Cours d’éthique et de culture religieuse, on abolit ou on améliore ?

Au cours du dernier mois, des pédagogues se sont manifestés pour réclamer une refonte du cours d’Éthique et de culture religieuse qui se donne au début du primaire et à la fin du secondaire dans les écoles québécoises. Ce cours avait été introduit dans le cursus à l’occasion de la déconfessionnalisation des commissions scolaires qui a été réalisée durant les années 2000. Certains profitent de l’occasion pour demander son abolition. Hors ce cours doit être maintenu et amélioré.

Une écoleLe cursus scolaire des niveaux primaire et secondaire aborde des apprentissages importants : français, anglais, chimie, physique, science et technologie, mathématiques, arts plastiques, danse, musique, art dramatique, histoire, géographie, administration, éducation physique, et aussi un cours contesté, dont la disparition est parfois demandée par certains : l’Éthique et la culture religieuse (ECR).

Quelle est la caractéristique fondamentale du cours d’ECR ? C’est le seul qui fait appel au dialogue et à la mise en commun des expériences de vie des étudiants d’un groupe. Tous les autres cours font appel aux connaissances générales ou précises et ne nécessitent pas ses deux caractéristiques essentielles au cours d’ECR. Ce cours demande la compréhension de l’autre; qu’il soit un étudiant ou le professeur de la classe. L’écoute de l’autre s’appuie sur sa culture dont la religion est un élément moteur.

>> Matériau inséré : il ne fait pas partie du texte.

//! Pure physics models for neutral-atom transport and error correction.
//!
//! Every function here is total, deterministic, and free of I/O: given the
//! same inputs they always return the same outputs. Stochastic behavior
//! (jitter, Bernoulli loss) lives one layer up, in [`crate::simulator`],
//! which injects a seeded random stream rather than reading ambient entropy.

/// Maximum safe AOD transport velocity, in µm/µs.
pub const MAX_AOD_VELOCITY: f64 = 0.55;

/// Vibrational quantum number above which an atom is considered critically hot.
pub const CRITICAL_N_VIB: f64 = 18.0;

/// Vibrational quantum number above which fidelity-loss warnings begin.
pub const FIDELITY_WARN_N_VIB: f64 = 10.0;

/// Base syndrome-decoder capacity `C₀` at zero code distance.
pub const DECODER_BASE_CAPACITY: f64 = 10.0;

/// Exponential decay rate `α` of decoder capacity with code distance.
pub const DECODER_DECAY_ALPHA: f64 = 0.4;

/// Default heating coefficient `k` used by [`heating_increment`].
///
/// Empirical; an implementer may want to expose this as a device-profile
/// parameter rather than rely on the default.
pub const DEFAULT_HEATING_K: f64 = 0.01;

/// Default fidelity-loss coefficient `α` used by [`fidelity_loss`].
pub const DEFAULT_FIDELITY_ALPHA: f64 = 0.008;

/// Default atom-loss threshold used by [`loss_probability`].
pub const DEFAULT_LOSS_THRESHOLD: f64 = 18.0;

/// Default atom-loss base rate used by [`loss_probability`].
pub const DEFAULT_LOSS_BASE: f64 = 0.001;

/// Default atom-loss factor used by [`loss_probability`].
pub const DEFAULT_LOSS_FACTOR: f64 = 0.005;

/// Vibrational-number increment from transporting an atom `distance_um` at
/// `velocity_um_per_us`, under heating coefficient `k`.
///
/// Non-negative, and monotone non-decreasing in both `distance_um` and
/// `velocity_um_per_us` for non-negative inputs.
#[must_use]
#[inline]
pub fn heating_increment(distance_um: f64, velocity_um_per_us: f64, k: f64) -> f64 {
    k * distance_um * velocity_um_per_us
}

/// [`heating_increment`] at the default coefficient [`DEFAULT_HEATING_K`].
#[must_use]
#[inline]
pub fn heating_increment_default(distance_um: f64, velocity_um_per_us: f64) -> f64 {
    heating_increment(distance_um, velocity_um_per_us, DEFAULT_HEATING_K)
}

/// Estimated gate-fidelity loss from vibrational heating, saturating at 1.
///
/// Monotone non-decreasing in `n_vib`, bounded to `[0, 1]`.
#[must_use]
#[inline]
pub fn fidelity_loss(n_vib: f64, alpha: f64) -> f64 {
    (alpha * n_vib).min(1.0)
}

/// [`fidelity_loss`] at the default coefficient [`DEFAULT_FIDELITY_ALPHA`].
#[must_use]
#[inline]
pub fn fidelity_loss_default(n_vib: f64) -> f64 {
    fidelity_loss(n_vib, DEFAULT_FIDELITY_ALPHA)
}

/// Probability an atom is lost this cycle given its vibrational state.
///
/// Below `threshold` only the `base` rate applies; above it, loss probability
/// grows linearly with `factor` per unit of excess heating, capped at 1.
#[must_use]
#[inline]
pub fn loss_probability(n_vib: f64, threshold: f64, base: f64, factor: f64) -> f64 {
    let excess = (n_vib - threshold).max(0.0);
    (base + factor * excess).min(1.0)
}

/// [`loss_probability`] at the spec's default threshold/base/factor.
#[must_use]
#[inline]
pub fn loss_probability_default(n_vib: f64) -> f64 {
    loss_probability(
        n_vib,
        DEFAULT_LOSS_THRESHOLD,
        DEFAULT_LOSS_BASE,
        DEFAULT_LOSS_FACTOR,
    )
}

/// Result of advancing the syndrome-decoder queue by one cycle.
#[derive(Debug, Clone, Copy, PartialEq)]
pub struct DecoderState {
    /// Updated queue length `Q` after this cycle's arrivals and service.
    pub queue: f64,
    /// Reported decoder backlog, in milliseconds.
    pub latency_ms: f64,
}

/// Advance the syndrome-decoder queue by one cycle and report its backlog.
///
/// `code_distance` sets the decoder's per-cycle capacity via exponential
/// decay from [`DECODER_BASE_CAPACITY`] at rate [`DECODER_DECAY_ALPHA`];
/// `jitter` (expected in `[0.9, 1.1]`) models measurement-to-measurement
/// capacity variance and must come from a seeded source for determinism.
/// `window_ms` is the cycle's reorder-latency window (`T_cycle` in the
/// simulator).
#[must_use]
pub fn decoder_latency(code_distance: u32, queue: f64, jitter: f64, window_ms: f64) -> DecoderState {
    let capacity = DECODER_BASE_CAPACITY * (-DECODER_DECAY_ALPHA * code_distance as f64).exp() * jitter;
    let next_queue = (queue + 1.0 - capacity).max(0.0);
    let latency_ms = if next_queue > 0.0 {
        (next_queue * window_ms) / capacity
    } else {
        window_ms / capacity
    };
    DecoderState {
        queue: next_queue,
        latency_ms,
    }
}

#[cfg(test)]
mod tests {
    use super::*;

    #[test]
    fn heating_increment_matches_known_value() {
        // 10 µm at 0.5 µm/µs, k=0.01 -> 0.05
        let delta = heating_increment_default(10.0, 0.5);
        assert!((delta - 0.05).abs() < 1e-9);
    }

    #[test]
    fn heating_increment_monotone_in_distance_and_velocity() {
        let short = heating_increment_default(5.0, 0.3);
        let long = heating_increment_default(20.0, 0.3);
        assert!(long > short);

        let slow = heating_increment_default(10.0, 0.1);
        let fast = heating_increment_default(10.0, 0.5);
        assert!(fast > slow);
    }

    #[test]
    fn heating_increment_never_negative() {
        for d in [0.0, 1.0, 500.0] {
            for v in [0.0, 0.1, 10.0] {
                assert!(heating_increment_default(d, v) >= 0.0);
            }
        }
    }

    #[test]
    fn fidelity_loss_matches_known_values() {
        assert!((fidelity_loss_default(5.0) - 0.04).abs() < 1e-9);
        assert!((fidelity_loss_default(20.0) - 0.16).abs() < 1e-9);
    }

    #[test]
    fn fidelity_loss_saturates_at_one() {
        assert_eq!(fidelity_loss_default(200.0), 1.0);
    }

    #[test]
    fn fidelity_loss_in_unit_interval() {
        for n in [0.0, 1.0, 18.0, 1000.0] {
            let f = fidelity_loss_default(n);
            assert!((0.0..=1.0).contains(&f));
        }
    }

    #[test]
    fn loss_probability_base_rate_below_threshold() {
        let p = loss_probability_default(10.0);
        assert!((p - 0.001).abs() < 1e-9);
    }

    #[test]
    fn loss_probability_matches_known_formula() {
        // n_vib=25, threshold=18, excess=7 -> 0.001 + 0.005*7 = 0.036
        let p = loss_probability_default(25.0);
        assert!((p - 0.036).abs() < 1e-9);
    }

    #[test]
    fn loss_probability_caps_at_one() {
        assert_eq!(loss_probability_default(10_000.0), 1.0);
    }

    #[test]
    fn loss_probability_in_unit_interval() {
        for n in [-5.0, 0.0, 18.0, 500.0] {
            let p = loss_probability_default(n);
            assert!((0.0..=1.0).contains(&p));
        }
    }

    #[test]
    fn decoder_latency_empty_queue_uses_window_over_capacity() {
        let st = decoder_latency(3, 0.0, 1.0, 20.0);
        let capacity = DECODER_BASE_CAPACITY * (-DECODER_DECAY_ALPHA * 3.0_f64).exp();
        assert!((st.latency_ms - 20.0 / capacity).abs() < 1e-9);
    }

    #[test]
    fn decoder_latency_queue_grows_when_arrivals_exceed_capacity() {
        // Large code distance starves capacity, queue should grow cycle over cycle.
        let mut q = 0.0;
        for _ in 0..5 {
            let st = decoder_latency(7, q, 1.0, 20.0);
            assert!(st.queue >= q);
            q = st.queue;
        }
        assert!(q > 0.0);
    }

    #[test]
    fn decoder_latency_never_negative_queue() {
        let st = decoder_latency(0, 0.0, 1.1, 20.0);
        assert!(st.queue >= 0.0);
    }
}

La religion est un élément culturel, courant, des différentes civilisations. Qu’on le veuille ou non, pour dialoguer dans notre monde, il faut avoir une connaissance minimale de la religion; cette connaissance permet, outre un dialogue intergénérationnel, un second, l’interculturel, de plus en plus présent dans le monde d’aujourd’hui.

Le cours d’ECR permet de mieux comprendre les enjeux contemporains de l’égalité homme/femme, aucun autre cours n’est mieux placé pour permettre le dialogue sur cet enjeu.

Devant les débats sur l’aide médicale à mourir, celui des soins en fin de vie, le cours d’ECR est le seul qui permet aussi de saisir les enjeux de l’humanité sur le sens de la vie, de la mort. Ces notions fondamentales ne se retrouvent pas dans les cours de français, anglais, mathématique, gestion administration, histoire, géographie, arts. Même si des cours de sexualité sont offerts sous peu; aucun cours n’offre un moment de réflexion sur la vie, c’est le côté fondamental de ce cours.

Retirer du cursus, le cours d’ECR serait un recul, il doit faire partie de l’enseignement, sûrement avec des améliorations pour donner aux élèves des outils pour mieux comprendre le monde, car c’est de ce dont il s’agit.